Taiwanese scientists have developed an algorithm that could tell when lobsters are about to molt, in a technological breakthrough that can be a boon for aquafarms supplying the soft-shell crustacean delicacy.
The computer-based image recognition system — which detects a molting lobster through changes in behavior, carapace shedding, activity frequency and other visual clues — could help aquafarms save labor, the state-run Fisheries Research Institute said on Friday in a news release.
A lobster farm with 10,000 cages can save 20 to 30 percent of time with the system, said Cheng Ming-chung (鄭明忠), the researcher who designed it.
Photo: Yang Yuan-ting, Taipei Times
By tracking the movements of the crawfish and taking exact carapace measurements, the system can identify the lobsters that are about to molt and predict the time the change is to happen, he said.
The lobsters under observation are assigned a color code, with green meaning no action required, while yellow indicates that the specimen is to molt in 24 hours and red indicates that the staff should prepare to harvest immediately, Cheng said.

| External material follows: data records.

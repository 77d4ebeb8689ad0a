//! Error types shared by every limiter and store adapter.
//!
//! A policy rejection is not an error: it is a [`Decision`](crate::domain::Decision)
//! with `success == false`. The types here cover the third outcome, where the
//! store could not answer and no rate-limit information is available.

use std::time::Duration;

use thiserror::Error;

/// Store adapter errors - the backing key-value store could not complete an operation.
#[derive(Debug, Error)]
pub enum StoreError {
    #[error("Store connection failed: {0}")]
    Connection(String),

    #[error("Store operation timed out after {0:?}")]
    Timeout(Duration),

    #[error("Store operation failed: {0}")]
    Operation(String),

    #[error("Unexpected store reply: {0}")]
    UnexpectedReply(String),
}

/// Rate limiter errors.
#[derive(Debug, Error)]
pub enum RateLimitError {
    #[error(transparent)]
    Store(#[from] StoreError),

    /// Raised only by the scoped-acquisition helper; the guarded operation never ran.
    #[error("Concurrency limit exceeded: {current} of {limit} slots in use")]
    ConcurrencyLimitExceeded { current: u64, limit: u64 },

    /// Every reset was attempted; `source` is the first failure encountered.
    #[error("{failed} of {attempted} limiter resets failed: {source}")]
    CompositeReset {
        failed: usize,
        attempted: usize,
        #[source]
        source: Box<RateLimitError>,
    },

    /// Every release was attempted; `source` is the first failure encountered.
    #[error("{failed} of {attempted} limiter releases failed: {source}")]
    CompositeRelease {
        failed: usize,
        attempted: usize,
        #[source]
        source: Box<RateLimitError>,
    },

    #[error("Invalid limiter configuration: {0}")]
    InvalidConfig(String),
}

impl RateLimitError {
    /// True when the failure came from the store rather than from policy or configuration.
    pub fn is_store_failure(&self) -> bool {
        match self {
            Self::Store(_) => true,
            Self::CompositeReset { source, .. } | Self::CompositeRelease { source, .. } => {
                source.is_store_failure()
            }
            _ => false,
        }
    }
}

#[cfg(test)]
mod tests {
    use super::*;

    #[test]
    fn composite_reset_reports_store_failure_of_source() {
        let err = RateLimitError::CompositeReset {
            failed: 1,
            attempted: 3,
            source: Box::new(StoreError::Timeout(Duration::from_millis(50)).into()),
        };

        assert!(err.is_store_failure());
        assert_eq!(
            err.to_string(),
            "1 of 3 limiter resets failed: Store operation timed out after 50ms"
        );
    }

    #[test]
    fn concurrency_exceeded_is_not_a_store_failure() {
        let err = RateLimitError::ConcurrencyLimitExceeded {
            current: 2,
            limit: 2,
        };
        assert!(!err.is_store_failure());
    }
}
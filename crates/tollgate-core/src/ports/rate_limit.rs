//! Rate limiting port.

use async_trait::async_trait;

use crate::domain::Decision;
use crate::error::RateLimitError;

/// Rate limiter trait - the capability every limiter variant offers.
///
/// The composite limiter is written against this trait only.
#[async_trait]
pub trait RateLimiter: Send + Sync {
    /// Name reported in [`Decision::limiter`].
    fn name(&self) -> &str;

    /// Count a request against the quota and report whether it is allowed.
    async fn decide(&self, identifier: &str) -> Result<Decision, RateLimitError>;

    /// Restore the identifier's initial, unthrottled state.
    async fn reset(&self, identifier: &str) -> Result<(), RateLimitError>;

    /// Give back whatever `decide` holds for the identifier until released.
    ///
    /// Only slot-holding limiters have anything to give back.
    async fn release(&self, _identifier: &str) -> Result<(), RateLimitError> {
        Ok(())
    }
}
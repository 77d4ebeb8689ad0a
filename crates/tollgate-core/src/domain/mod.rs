//! Domain types - decisions, configuration, key naming and the atomic scripts.

mod config;
mod decision;
pub mod keys;
mod script;

pub use config::{
    ConcurrencyConfig, FixedWindowConfig, LimiterSpec, TokenBucketConfig, WindowType,
};
pub use decision::Decision;
pub use script::{
    AtomicScript, LAST_REFILL_FIELD, ScriptEffect, ScriptReply, StoredRecord, TOKENS_FIELD,
    WINDOW_START_FIELD,
};
//! Ports - trait definitions for external dependencies.
//! The store is implemented by infrastructure; limiters implement `RateLimiter`.

mod rate_limit;
mod store;

pub use rate_limit::RateLimiter;
pub use store::{AtomicStore, SetOptions};
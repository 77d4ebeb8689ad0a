//! Fixed-window request counter.

use std::sync::Arc;
use std::time::Duration;

use async_trait::async_trait;

use crate::clock::Clock;
use crate::domain::keys::{self, LimiterKind};
use crate::domain::{Decision, FixedWindowConfig};
use crate::error::{RateLimitError, StoreError};
use crate::ports::{AtomicStore, RateLimiter};

/// Counts requests per identifier within aligned windows of `window_ms`.
///
/// Each window has its own key, so a new window starts from zero without any
/// cleanup; old keys simply expire.
pub struct FixedWindowCounter {
    store: Arc<dyn AtomicStore>,
    clock: Arc<dyn Clock>,
    config: FixedWindowConfig,
    name: String,
}

impl FixedWindowCounter {
    pub fn new(
        config: FixedWindowConfig,
        store: Arc<dyn AtomicStore>,
        clock: Arc<dyn Clock>,
    ) -> Result<Self, RateLimitError> {
        config.validate()?;
        let name = config.display_name();

        Ok(Self {
            store,
            clock,
            config,
            name,
        })
    }

    pub fn config(&self) -> &FixedWindowConfig {
        &self.config
    }

    fn window_key(&self, identifier: &str, now_ms: i64) -> (String, i64) {
        let window = keys::window_index(now_ms, self.config.window_ms);
        let key = keys::windowed_key(
            &self.config.prefix,
            LimiterKind::FixedWindow,
            identifier,
            window,
        );
        (key, window)
    }

    fn reset_at(&self, window: i64) -> i64 {
        window
            .saturating_add(1)
            .saturating_mul(self.config.window_ms as i64)
    }

    /// Current window's state without counting a request.
    ///
    /// `success` tells whether one more request would be admitted.
    pub async fn peek(&self, identifier: &str) -> Result<Decision, RateLimitError> {
        let (key, window) = self.window_key(identifier, self.clock.now_ms());

        let count = match self.store.get(&key).await? {
            Some(raw) => raw.parse::<i64>().map_err(|_| {
                StoreError::UnexpectedReply(format!("counter {key} holds non-integer {raw:?}"))
            })?,
            None => 0,
        };
        let remaining = self.config.max_requests as i64 - count;

        Ok(Decision::new(
            &self.name,
            remaining > 0,
            remaining,
            self.reset_at(window),
            self.config.max_requests,
        ))
    }
}

#[async_trait]
impl RateLimiter for FixedWindowCounter {
    fn name(&self) -> &str {
        &self.name
    }

    async fn decide(&self, identifier: &str) -> Result<Decision, RateLimitError> {
        let (key, window) = self.window_key(identifier, self.clock.now_ms());

        let count = self
            .store
            .incr_with_expiry(&key, Duration::from_millis(self.config.window_ms))
            .await?;

        let success = count <= self.config.max_requests as i64;
        let remaining = self.config.max_requests as i64 - count;

        tracing::debug!(
            identifier,
            limiter = %self.name,
            success,
            remaining,
            "Fixed window decision"
        );

        Ok(Decision::new(
            &self.name,
            success,
            remaining,
            self.reset_at(window),
            self.config.max_requests,
        ))
    }

    async fn reset(&self, identifier: &str) -> Result<(), RateLimitError> {
        let (key, _) = self.window_key(identifier, self.clock.now_ms());
        self.store.delete(&key).await?;
        Ok(())
    }
}
//! In-memory store implementation - used as fallback when Redis is unavailable.

use std::collections::HashMap;
use std::sync::Arc;
use std::time::Duration;

use async_trait::async_trait;
use tokio::sync::RwLock;

use tollgate_core::domain::{AtomicScript, ScriptEffect, ScriptReply, StoredRecord};
use tollgate_core::{AtomicStore, Clock, SetOptions, StoreError, SystemClock};

struct Entry {
    record: StoredRecord,
    expires_at_ms: Option<i64>,
}

impl Entry {
    fn is_expired(&self, now_ms: i64) -> bool {
        self.expires_at_ms.is_some_and(|exp| now_ms >= exp)
    }
}

/// In-memory store using a HashMap behind an async RwLock.
///
/// Every mutation, scripts included, runs under the write lock, which makes
/// each operation atomic with respect to other callers in the same process.
/// Expiry is lazy and measured against the injected clock.
/// Note: Limits are per-process, not distributed across instances.
pub struct InMemoryStore {
    entries: RwLock<HashMap<String, Entry>>,
    clock: Arc<dyn Clock>,
}

impl InMemoryStore {
    pub fn new() -> Self {
        Self::with_clock(Arc::new(SystemClock))
    }

    pub fn with_clock(clock: Arc<dyn Clock>) -> Self {
        Self {
            entries: RwLock::new(HashMap::new()),
            clock,
        }
    }

    /// Remaining time to live of a key, if it exists and has an expiry.
    pub async fn ttl(&self, key: &str) -> Option<Duration> {
        let now_ms = self.clock.now_ms();
        let entries = self.entries.read().await;
        let entry = entries.get(key).filter(|e| !e.is_expired(now_ms))?;
        entry
            .expires_at_ms
            .map(|exp| Duration::from_millis((exp - now_ms) as u64))
    }

    fn expiry(now_ms: i64, ttl: Duration) -> i64 {
        now_ms.saturating_add(ttl.as_millis() as i64)
    }

    /// Drop `key` if it has expired and return the live entry, if any.
    fn live<'a>(
        entries: &'a mut HashMap<String, Entry>,
        key: &str,
        now_ms: i64,
    ) -> Option<&'a mut Entry> {
        if entries.get(key).is_some_and(|e| e.is_expired(now_ms)) {
            entries.remove(key);
        }
        entries.get_mut(key)
    }
}

impl Default for InMemoryStore {
    fn default() -> Self {
        Self::new()
    }
}

fn wrong_type() -> StoreError {
    StoreError::Operation(
        "WRONGTYPE operation against a key holding the wrong kind of value".into(),
    )
}

#[async_trait]
impl AtomicStore for InMemoryStore {
    async fn get(&self, key: &str) -> Result<Option<String>, StoreError> {
        let now_ms = self.clock.now_ms();
        let entries = self.entries.read().await;

        match entries.get(key).filter(|e| !e.is_expired(now_ms)) {
            None => Ok(None),
            Some(Entry {
                record: StoredRecord::Scalar(value),
                ..
            }) => Ok(Some(value.clone())),
            Some(_) => Err(wrong_type()),
        }
    }

    async fn set(&self, key: &str, value: &str, options: SetOptions) -> Result<bool, StoreError> {
        let now_ms = self.clock.now_ms();
        let mut entries = self.entries.write().await;

        if options.only_if_absent && Self::live(&mut entries, key, now_ms).is_some() {
            return Ok(false);
        }

        entries.insert(
            key.to_string(),
            Entry {
                record: StoredRecord::Scalar(value.to_string()),
                expires_at_ms: options.ttl.map(|ttl| Self::expiry(now_ms, ttl)),
            },
        );
        Ok(true)
    }

    async fn delete(&self, key: &str) -> Result<bool, StoreError> {
        let now_ms = self.clock.now_ms();
        let mut entries = self.entries.write().await;
        Ok(entries
            .remove(key)
            .is_some_and(|entry| !entry.is_expired(now_ms)))
    }

    async fn incr_with_expiry(&self, key: &str, ttl: Duration) -> Result<i64, StoreError> {
        let now_ms = self.clock.now_ms();
        let mut entries = self.entries.write().await;

        match Self::live(&mut entries, key, now_ms) {
            Some(entry) => {
                let StoredRecord::Scalar(value) = &mut entry.record else {
                    return Err(wrong_type());
                };
                let current: i64 = value
                    .parse()
                    .map_err(|_| StoreError::Operation("value is not an integer".into()))?;
                let next = current + 1;
                *value = next.to_string();
                Ok(next)
            }
            None => {
                entries.insert(
                    key.to_string(),
                    Entry {
                        record: StoredRecord::Scalar("1".to_string()),
                        expires_at_ms: Some(Self::expiry(now_ms, ttl)),
                    },
                );
                Ok(1)
            }
        }
    }

    async fn hash_get_all(&self, key: &str) -> Result<HashMap<String, String>, StoreError> {
        let now_ms = self.clock.now_ms();
        let entries = self.entries.read().await;

        match entries.get(key).filter(|e| !e.is_expired(now_ms)) {
            None => Ok(HashMap::new()),
            Some(Entry {
                record: StoredRecord::Fields(fields),
                ..
            }) => Ok(fields.clone()),
            Some(_) => Err(wrong_type()),
        }
    }

    async fn hash_set_with_expiry(
        &self,
        key: &str,
        fields: &[(&str, String)],
        ttl: Duration,
    ) -> Result<(), StoreError> {
        let now_ms = self.clock.now_ms();
        let mut entries = self.entries.write().await;

        let mut merged = match Self::live(&mut entries, key, now_ms) {
            Some(Entry {
                record: StoredRecord::Fields(existing),
                ..
            }) => std::mem::take(existing),
            Some(_) => return Err(wrong_type()),
            None => HashMap::new(),
        };
        for (field, value) in fields {
            merged.insert(field.to_string(), value.clone());
        }

        entries.insert(
            key.to_string(),
            Entry {
                record: StoredRecord::Fields(merged),
                expires_at_ms: Some(Self::expiry(now_ms, ttl)),
            },
        );
        Ok(())
    }

    async fn eval(&self, key: &str, script: &AtomicScript) -> Result<ScriptReply, StoreError> {
        let now_ms = self.clock.now_ms();
        let mut entries = self.entries.write().await;

        let current = Self::live(&mut entries, key, now_ms);
        let kept_expiry = current.as_ref().and_then(|e| e.expires_at_ms);
        let (reply, effect) = script.evaluate(current.map(|e| &e.record))?;

        match effect {
            ScriptEffect::None => {}
            ScriptEffect::Delete => {
                entries.remove(key);
            }
            ScriptEffect::Write { record, ttl_ms } => {
                let expires_at_ms = match ttl_ms {
                    Some(ms) => Some(Self::expiry(now_ms, Duration::from_millis(ms))),
                    None => kept_expiry,
                };
                entries.insert(
                    key.to_string(),
                    Entry {
                        record,
                        expires_at_ms,
                    },
                );
            }
        }

        tracing::trace!(key, script = script.name(), reply = ?reply.0, "Script evaluated");
        Ok(reply)
    }
}

#[cfg(test)]
mod tests {
    use super::*;
    use tollgate_core::ManualClock;

    fn store_at(start_ms: i64) -> (InMemoryStore, ManualClock) {
        let clock = ManualClock::new(start_ms);
        (InMemoryStore::with_clock(Arc::new(clock.clone())), clock)
    }

    #[tokio::test]
    async fn test_set_get_and_expiry() {
        let (store, clock) = store_at(0);
        store
            .set("k", "v", SetOptions::with_ttl(Duration::from_millis(100)))
            .await
            .unwrap();
        assert_eq!(store.get("k").await.unwrap(), Some("v".to_string()));

        clock.advance_ms(100);
        assert_eq!(store.get("k").await.unwrap(), None);
    }

    #[tokio::test]
    async fn test_set_only_if_absent() {
        let (store, _) = store_at(0);
        let nx = SetOptions {
            ttl: None,
            only_if_absent: true,
        };

        assert!(store.set("k", "first", nx).await.unwrap());
        assert!(!store.set("k", "second", nx).await.unwrap());
        assert_eq!(store.get("k").await.unwrap(), Some("first".to_string()));
    }

    #[tokio::test]
    async fn test_delete_reports_removal() {
        let (store, _) = store_at(0);
        store.set("k", "v", SetOptions::default()).await.unwrap();

        assert!(store.delete("k").await.unwrap());
        assert!(!store.delete("k").await.unwrap());
    }

    #[tokio::test]
    async fn test_incr_sets_expiry_only_on_create() {
        let (store, clock) = store_at(0);
        let ttl = Duration::from_millis(1_000);

        assert_eq!(store.incr_with_expiry("c", ttl).await.unwrap(), 1);
        clock.advance_ms(600);
        assert_eq!(store.incr_with_expiry("c", ttl).await.unwrap(), 2);
        assert_eq!(store.ttl("c").await, Some(Duration::from_millis(400)));

        clock.advance_ms(400);
        assert_eq!(store.incr_with_expiry("c", ttl).await.unwrap(), 1);
    }

    #[tokio::test]
    async fn test_hash_round_trip_and_wrong_type() {
        let (store, _) = store_at(0);
        store
            .hash_set_with_expiry(
                "h",
                &[("tokens", "5".to_string()), ("last_refill", "10".to_string())],
                Duration::from_secs(1),
            )
            .await
            .unwrap();

        let fields = store.hash_get_all("h").await.unwrap();
        assert_eq!(fields.get("tokens").map(String::as_str), Some("5"));
        assert!(store.get("h").await.is_err());
        assert!(store.hash_get_all("missing").await.unwrap().is_empty());
    }

    #[tokio::test]
    async fn test_release_keeps_acquire_expiry() {
        let (store, clock) = store_at(0);
        let acquire = AtomicScript::AcquireSlot {
            max: 5,
            timeout_ms: 1_000,
        };

        store.eval("s", &acquire).await.unwrap();
        store.eval("s", &acquire).await.unwrap();
        clock.advance_ms(300);

        let reply = store.eval("s", &AtomicScript::ReleaseSlot).await.unwrap();
        assert_eq!(reply.0, vec![1]);
        assert_eq!(store.ttl("s").await, Some(Duration::from_millis(700)));
    }
}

As lobsters readily devour members of their own kind, harvesting lobsters within 30 minutes of molting is crucial for farms, Cheng said.
Individual cages can prevent the loss of a recently molted lobster to cannibalism, but the unpredictability of molting cycles means that a round-the-clock watch must be kept, which is cost-prohibitive, he said.
Many gourmet restaurants specializing in French or Japanese cuisine seek soft-shell lobsters, he said, adding that such crawfish is worth NT$2,000 per kilo, which is double the price of regular lobsters.
The system’s ability to reduce reliance on manual labor has significant advantages to the industry, Cheng said.